Work instruction: Look through the entries for the string "constraint" and copy every line where it shows up.

Recorded information:
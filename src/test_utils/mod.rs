use std::sync::LazyLock;
use tokio::runtime::Runtime;

/// Shared tokio runtime for test utilities to avoid creating multiple runtimes
pub(crate) static SHARED_RUNTIME: LazyLock<Runtime> =
    LazyLock::new(|| Runtime::new().expect("Failed to create tokio runtime for test utilities"));

/// Embedded `PostgreSQL` for integration tests
pub mod postgres;

pub use postgres::*;
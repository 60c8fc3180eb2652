use tracing::info;

use crate::error::PlaceStoreError;
use crate::session::Session;

/// DDL for the only table the program uses. `country` and `telecode` carry no
/// NOT NULL constraint; the decoder enforces `country` instead.
pub const PLACE_TABLE_DDL: &str = "CREATE TABLE IF NOT EXISTS place (
    country text,
    city text NULL,
    telecode integer
);";

/// Create the `place` table unless it already exists.
///
/// # Errors
/// Returns `PlaceStoreError::SchemaError` if the DDL fails (bad SQL,
/// missing privileges, lost connection).
pub async fn ensure_schema(session: &Session) -> Result<(), PlaceStoreError> {
    session
        .execute_batch(PLACE_TABLE_DDL)
        .await
        .map_err(|e| PlaceStoreError::SchemaError(format!("create table place: {e}")))?;
    info!("schema ready");
    Ok(())
}
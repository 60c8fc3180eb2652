use serde::{Deserialize, Serialize};
use tokio_postgres::Row;

use crate::error::PlaceStoreError;

/// One row of the `place` table.
#[derive(Debug, Clone, PartialEq, Eq, Hash, Serialize, Deserialize)]
pub struct Place {
    pub country: String,
    /// NULL for most seed rows
    pub city: Option<String>,
    /// International dialing code; neither unique nor a key
    pub telecode: i32,
}

impl Place {
    #[must_use]
    pub fn new(country: impl Into<String>, city: Option<&str>, telecode: i32) -> Self {
        Self {
            country: country.into(),
            city: city.map(str::to_string),
            telecode,
        }
    }
}

impl std::fmt::Display for Place {
    fn fmt(&self, f: &mut std::fmt::Formatter<'_>) -> std::fmt::Result {
        write!(
            f,
            "{} | {} | {}",
            self.country,
            self.city.as_deref().unwrap_or("NULL"),
            self.telecode
        )
    }
}

/// Columns are looked up by name, so `SELECT *` and explicit column lists
/// decode the same way.
impl TryFrom<&Row> for Place {
    type Error = PlaceStoreError;

    fn try_from(row: &Row) -> Result<Self, Self::Error> {
        Ok(Self {
            country: decode(row, "country")?,
            city: decode(row, "city")?,
            telecode: decode(row, "telecode")?,
        })
    }
}

/// Decode a single named column, mapping driver failures (missing column,
/// NULL into a non-optional type, type mismatch) to `DecodeError`.
pub(crate) fn decode<'a, T>(row: &'a Row, column: &str) -> Result<T, PlaceStoreError>
where
    T: tokio_postgres::types::FromSql<'a>,
{
    row.try_get(column)
        .map_err(|e| PlaceStoreError::DecodeError(format!("column `{column}`: {e}")))
}

#[cfg(test)]
mod tests {
    use super::*;

    #[test]
    fn display_marks_null_city() {
        let place = Place::new("Hong Kong", None, 852);
        assert_eq!(place.to_string(), "Hong Kong | NULL | 852");
    }

    #[test]
    fn display_includes_city() {
        let place = Place::new("South Africa", Some("Johannesburg"), 27);
        assert_eq!(place.to_string(), "South Africa | Johannesburg | 27");
    }

    #[test]
    fn serializes_null_city_as_json_null() {
        let place = Place::new("Singapore", None, 65);
        let json = serde_json::to_value(&place).unwrap();
        assert_eq!(
            json,
            serde_json::json!({"country": "Singapore", "city": null, "telecode": 65})
        );
    }
}
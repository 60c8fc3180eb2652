use tracing::{debug, info};

use crate::error::PlaceStoreError;

use super::{PlaceStore, SEED_PLACES};

const INSERT_WITHOUT_CITY: &str = "INSERT INTO place (country, telecode) VALUES ($1, $2);";
const INSERT_WITH_CITY: &str = "INSERT INTO place (country, city, telecode) VALUES ($1, $2, $3);";

impl PlaceStore<'_> {
    /// Insert one place. Without a city the column is left out of the
    /// statement entirely and stays NULL.
    ///
    /// # Errors
    /// Returns `PlaceStoreError::WriteError` if the insert fails.
    pub async fn insert_place(
        &self,
        country: &str,
        city: Option<&str>,
        telecode: i32,
    ) -> Result<u64, PlaceStoreError> {
        debug!(country, city, telecode, "insert place");
        let result = match city {
            None => {
                self.client()
                    .execute(INSERT_WITHOUT_CITY, &[&country, &telecode])
                    .await
            }
            Some(city) => {
                self.client()
                    .execute(INSERT_WITH_CITY, &[&country, &city, &telecode])
                    .await
            }
        };

        result.map_err(|e| PlaceStoreError::WriteError(format!("insert place {country}: {e}")))
    }

    /// Insert the three fixed seed rows.
    ///
    /// There is no existence check and no unique constraint, so every call
    /// appends another copy of the rows.
    ///
    /// # Errors
    /// Returns `PlaceStoreError::WriteError` from the first insert that fails;
    /// rows inserted before it stay committed.
    pub async fn seed(&self) -> Result<u64, PlaceStoreError> {
        let mut written = 0;
        for (country, city, telecode) in SEED_PLACES {
            written += self.insert_place(country, city, telecode).await?;
        }
        info!(rows = written, "seeded place table");
        Ok(written)
    }
}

Task result:
/// NOT NULL constraint; the decoder enforces `country` instead.
    /// There is no existence check and no unique constraint, so every call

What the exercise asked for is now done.